SI
SI
discoversearch

We've detected that you're using an ad content blocking browser plug-in or feature. Ads provide a critical source of revenue to the continued operation of Silicon Investor.  We ask that you disable ad blocking while on Silicon Investor in the best interests of our community.  If you are not using an ad blocker but are still receiving this message, make sure your browser's tracking protection is set to the 'standard' level.
Strategies & Market Trends : 2026 TeoTwawKi ... 2032 Darkest Interregnum -- Ignore unavailable to you. Want to Upgrade?


To: TobagoJack who wrote (174816)7/14/2021 10:45:17 AM
From: Trader77  Read Replies (1) | Respond to of 217750
 
I agree it's beyond frustrating that we have little to no answers or long term strategy. For example, regarding the origin story, Dr. Quay (in the WSJ article The Science Suggest a Lab Leak) makes this strong argument for it being a lab leak when he discusses something called the CGG-CGG genetic sequence:

Now the damning fact. It was this exact sequence that appears in CoV-2. Proponents of zoonotic origin must explain why the novel coronavirus, when it mutated or recombined, happened to pick its least favorite combination, the double CGG. Why did it replicate the choice the lab's gain-of-function researchers would have made?

Yes, it could have happened randomly, through mutations. But do you believe that? At the minimum, this fact -- that the coronavirus, with all its random possibilities, took the rare and unnatural combination used by human researchers -- implies that the leading theory for the origin of the coronavirus must be laboratory escape.

But then Dr. Kristian Andersen says this:

Specifically, people are pointing to two "CGG" sequences that code for the amino acid arginine in the furin cleavage site as strong evidence that the virus was made in the lab. Such statements are factually incorrect.

While it's true that CGG is less common than other patterns that code for arginine, the CGG codon is found elsewhere in the SARS-CoV-2 genome and the genetic sequence[s] that include the CGG codon found in SARS-CoV-2 are also found in other coronaviruses.
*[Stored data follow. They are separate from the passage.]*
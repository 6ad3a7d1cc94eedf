//! Typed property values.
//!
//! Every property table (`categoryprops`, `markerprops`, `trailprops`) stores
//! its `value` column with SQLite's dynamic typing. [`PropValue`] mirrors the
//! three storage classes the import pipeline produces and converts losslessly
//! through [`ToSql`]/[`FromSql`]. `NULL` is never a value: a missing row and a
//! deleted property are the same thing, so callers see `Option<PropValue>`.

use std::fmt;

use rusqlite::types::{FromSql, FromSqlError, FromSqlResult, ToSql, ToSqlOutput, Value, ValueRef};
use serde::{Deserialize, Serialize};

/// A single property value.
#[derive(Clone, Debug, PartialEq, Serialize, Deserialize)]
#[serde(untagged)]
pub enum PropValue {
    /// Integer storage class (ids, flags, packed colors, behavior codes).
    Integer(i64),
    /// Real storage class (positions, sizes, ranges).
    Real(f64),
    /// Text storage class (paths, names, GUIDs, pass-through attributes).
    Text(String),
}

impl PropValue {
    /// Numeric view as an integer. Text is parsed; reals are truncated.
    pub fn as_i64(&self) -> Option<i64> {
        match self {
            Self::Integer(i) => Some(*i),
            Self::Real(f) if f.is_finite() => Some(*f as i64),
            Self::Real(_) => None,
            Self::Text(s) => {
                let s = s.trim();
                s.parse::<i64>()
                    .ok()
                    .or_else(|| s.parse::<f64>().ok().filter(|f| f.is_finite()).map(|f| f as i64))
            }
        }
    }

    /// Numeric view as a float. Text is parsed.
    pub fn as_f64(&self) -> Option<f64> {
        match self {
            Self::Integer(i) => Some(*i as f64),
            Self::Real(f) => Some(*f),
            Self::Text(s) => s.trim().parse().ok(),
        }
    }

    /// Borrow the text payload, if this is a text value.
    pub fn as_str(&self) -> Option<&str> {
        match self {
            Self::Text(s) => Some(s),
            _ => None,
        }
    }

    /// Boolean view. Numbers are true when non-zero; text accepts
    /// `true`/`1`/`yes`/`on` and `false`/`0`/`no`/`off` (case-insensitive).
    pub fn as_bool(&self) -> Option<bool> {
        match self {
            Self::Integer(i) => Some(*i != 0),
            Self::Real(f) => Some(*f != 0.0),
            Self::Text(s) => match s.trim().to_ascii_lowercase().as_str() {
                "true" | "1" | "yes" | "on" => Some(true),
                "false" | "0" | "no" | "off" => Some(false),
                _ => None,
            },
        }
    }
}

impl fmt::Display for PropValue {
    fn fmt(&self, f: &mut fmt::Formatter<'_>) -> fmt::Result {
        match self {
            Self::Integer(i) => write!(f, "{i}"),
            Self::Real(r) => write!(f, "{r}"),
            Self::Text(s) => f.write_str(s),
        }
    }
}

impl From<i64> for PropValue {
    fn from(v: i64) -> Self {
        Self::Integer(v)
    }
}

impl From<f64> for PropValue {
    fn from(v: f64) -> Self {
        Self::Real(v)
    }
}

impl From<&str> for PropValue {
    fn from(v: &str) -> Self {
        Self::Text(v.to_owned())
    }
}

impl From<String> for PropValue {
    fn from(v: String) -> Self {
        Self::Text(v)
    }
}

impl ToSql for PropValue {
    fn to_sql(&self) -> rusqlite::Result<ToSqlOutput<'_>> {
        Ok(match self {
            Self::Integer(i) => ToSqlOutput::Owned(Value::Integer(*i)),
            Self::Real(f) => ToSqlOutput::Owned(Value::Real(*f)),
            Self::Text(s) => ToSqlOutput::Borrowed(ValueRef::Text(s.as_bytes())),
        })
    }
}

impl FromSql for PropValue {
    fn column_result(value: ValueRef<'_>) -> FromSqlResult<Self> {
        match value {
            ValueRef::Integer(i) => Ok(Self::Integer(i)),
            ValueRef::Real(f) => Ok(Self::Real(f)),
            ValueRef::Text(bytes) => std::str::from_utf8(bytes)
                .map(|s| Self::Text(s.to_owned()))
                .map_err(|e| FromSqlError::Other(Box::new(e))),
            ValueRef::Null | ValueRef::Blob(_) => Err(FromSqlError::InvalidType),
        }
    }
}

// ─────────────────────────────────────────────────────────────────────────────
// Tests
// ─────────────────────────────────────────────────────────────────────────────

#[cfg(test)]
mod tests {
    use super::*;

    #[test]
    fn numeric_views_coerce_text() {
        assert_eq!(PropValue::from("42").as_i64(), Some(42));
        assert_eq!(PropValue::from(" 2.5 ").as_f64(), Some(2.5));
        assert_eq!(PropValue::from("2.9").as_i64(), Some(2));
        assert_eq!(PropValue::from("abc").as_i64(), None);
        assert_eq!(PropValue::Real(7.8).as_i64(), Some(7));
        assert_eq!(PropValue::Integer(3).as_f64(), Some(3.0));
    }

    #[test]
    fn bool_view() {
        assert_eq!(PropValue::Integer(0).as_bool(), Some(false));
        assert_eq!(PropValue::Integer(5).as_bool(), Some(true));
        assert_eq!(PropValue::from("Off").as_bool(), Some(false));
        assert_eq!(PropValue::from("YES").as_bool(), Some(true));
        assert_eq!(PropValue::from("maybe").as_bool(), None);
    }

    #[test]
    fn sqlite_roundtrip_preserves_storage_class() {
        let conn = rusqlite::Connection::open_in_memory().unwrap();
        conn.execute_batch("CREATE TABLE t (v)").unwrap();
        for v in [
            PropValue::Integer(-9),
            PropValue::Real(1.25),
            PropValue::Text("icons/a.png".into()),
        ] {
            let _ = conn.execute("DELETE FROM t", []).unwrap();
            let _ = conn.execute("INSERT INTO t (v) VALUES (?1)", [&v]).unwrap();
            let back: PropValue = conn.query_row("SELECT v FROM t", [], |r| r.get(0)).unwrap();
            assert_eq!(back, v);
        }
    }

    #[test]
    fn null_reads_as_none() {
        let conn = rusqlite::Connection::open_in_memory().unwrap();
        let v: Option<PropValue> = conn.query_row("SELECT NULL", [], |r| r.get(0)).unwrap();
        assert!(v.is_none());
    }

    #[test]
    fn serde_is_untagged() {
        let json = serde_json::to_string(&PropValue::Integer(3)).unwrap();
        assert_eq!(json, "3");
        let back: PropValue = serde_json::from_str("\"x\"").unwrap();
        assert_eq!(back, PropValue::from("x"));
    }
}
These findings, together with many other technical features of the site, strongly suggest that it evolved naturally and there is very little chance somebody engineered it.

So that leaves us asking which is it? What does this evidence mean? Both are qualified medical researchers and both come to different conclusions. I think this is one of the reasons the virus has stayed a step ahead of us since we seem to be sitting here spinning our wheels unable to get to any answers yet.